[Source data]
----

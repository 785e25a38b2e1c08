//! Operator input conditioning.
//!
//! Raw capability state (accumulated rotary detents plus two button
//! levels) arrives once per tick through [`InputSource::poll`]. The
//! sampler turns the levels into debounced edges on the tick grid: a
//! press counts only after the level has been stable-low for the
//! configured window, fires exactly once, and re-arms on release.
//!
//! [`InputSource::poll`]: vapor_common::io::InputSource::poll

use vapor_common::io::RawInputs;

/// Tick-aligned operator events produced by [`InputSampler::sample`].
#[derive(Debug, Clone, Copy, Default, PartialEq, Eq)]
pub struct SampledEvents {
    /// Net rotary movement since the previous tick [detents].
    pub setpoint_detents: i32,
    /// Debounced mode-toggle press edge.
    pub mode_toggle: bool,
    /// Debounced ESD press edge (trigger or reset depending on phase).
    pub esd_edge: bool,
}

// ─── Debounce ───────────────────────────────────────────────────────

/// Stable-low debounce for one button level.
#[derive(Debug, Clone, Copy, Default)]
struct DebouncedButton {
    stable_ticks: u32,
    emitted: bool,
}

impl DebouncedButton {
    /// Feed one tick's level; returns `true` on the debounced press edge.
    fn update(&mut self, pressed: bool, threshold: u32) -> bool {
        if !pressed {
            self.stable_ticks = 0;
            self.emitted = false;
            return false;
        }
        self.stable_ticks = self.stable_ticks.saturating_add(1);
        if self.stable_ticks >= threshold && !self.emitted {
            self.emitted = true;
            return true;
        }
        false
    }
}

// ─── Sampler ────────────────────────────────────────────────────────

/// Debounces button levels into edges and passes rotary detents through.
#[derive(Debug)]
pub struct InputSampler {
    debounce_ticks: u32,
    mode_button: DebouncedButton,
    esd_button: DebouncedButton,
}

impl InputSampler {
    /// `debounce_ticks` is the stable-low window in whole ticks (>= 1).
    pub fn new(debounce_ticks: u32) -> Self {
        Self {
            debounce_ticks: debounce_ticks.max(1),
            mode_button: DebouncedButton::default(),
            esd_button: DebouncedButton::default(),
        }
    }

    /// Consume one tick's latched raw inputs.
    pub fn sample(&mut self, raw: RawInputs) -> SampledEvents {
        SampledEvents {
            setpoint_detents: raw.rotary_delta,
            mode_toggle: self.mode_button.update(raw.mode_button_down, self.debounce_ticks),
            esd_edge: self.esd_button.update(raw.esd_button_down, self.debounce_ticks),
        }
    }
}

----

Work item:
Check each line of the entries for "true" and copy those that have it.

Answer to the problem:
    /// Feed one tick's level; returns `true` on the debounced press edge.
            self.emitted = true;
            return true;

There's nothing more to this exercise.